> [YOUR TASK] Go through the records below and show every line with the string "SlotObserver".

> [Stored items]
━━━
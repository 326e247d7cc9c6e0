//! Slot observation for label precedence

use crate::renderer::{ButtonSurface, SlotContent};

/// Who owns the visible content of the button
#[derive(Debug, Clone, Copy, PartialEq, Eq, Default)]
pub enum ContentOwnership {
    /// The label attribute is rendered as the button text
    #[default]
    ScriptedLabel,
    /// Light-DOM content assigned to the slot takes precedence
    SlottedContent,
}

/// Watches the content slot and hands label ownership to it when filled
///
/// Only reads the slot; assigned nodes belong to the host page.
#[derive(Debug, Default)]
pub struct SlotObserver {
    ownership: ContentOwnership,
}

impl SlotObserver {
    /// Create an observer in the `ScriptedLabel` state
    pub fn new() -> Self {
        Self::default()
    }

    /// Current ownership state
    pub fn ownership(&self) -> ContentOwnership {
        self.ownership
    }

    /// Whether slotted content currently takes precedence
    pub fn has_slotted_content(&self) -> bool {
        self.ownership == ContentOwnership::SlottedContent
    }

    /// Handle a slot-change notification
    ///
    /// Filling the slot blanks the button text immediately. Emptying it only
    /// flips the flag; the label returns on the next render pass.
    pub fn slot_changed<S: ButtonSurface + ?Sized>(
        &mut self,
        slot: &dyn SlotContent,
        surface: &mut S,
    ) -> ContentOwnership {
        let next = if slot.assigned_node_count() > 0 {
            surface.set_label_text("");
            ContentOwnership::SlottedContent
        } else {
            ContentOwnership::ScriptedLabel
        };

        if next != self.ownership {
            log::debug!("Slot content ownership {:?} -> {:?}", self.ownership, next);
        }
        self.ownership = next;
        next
    }
}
━━━
> [ANSWER SPACE]
pub struct SlotObserver {
impl SlotObserver {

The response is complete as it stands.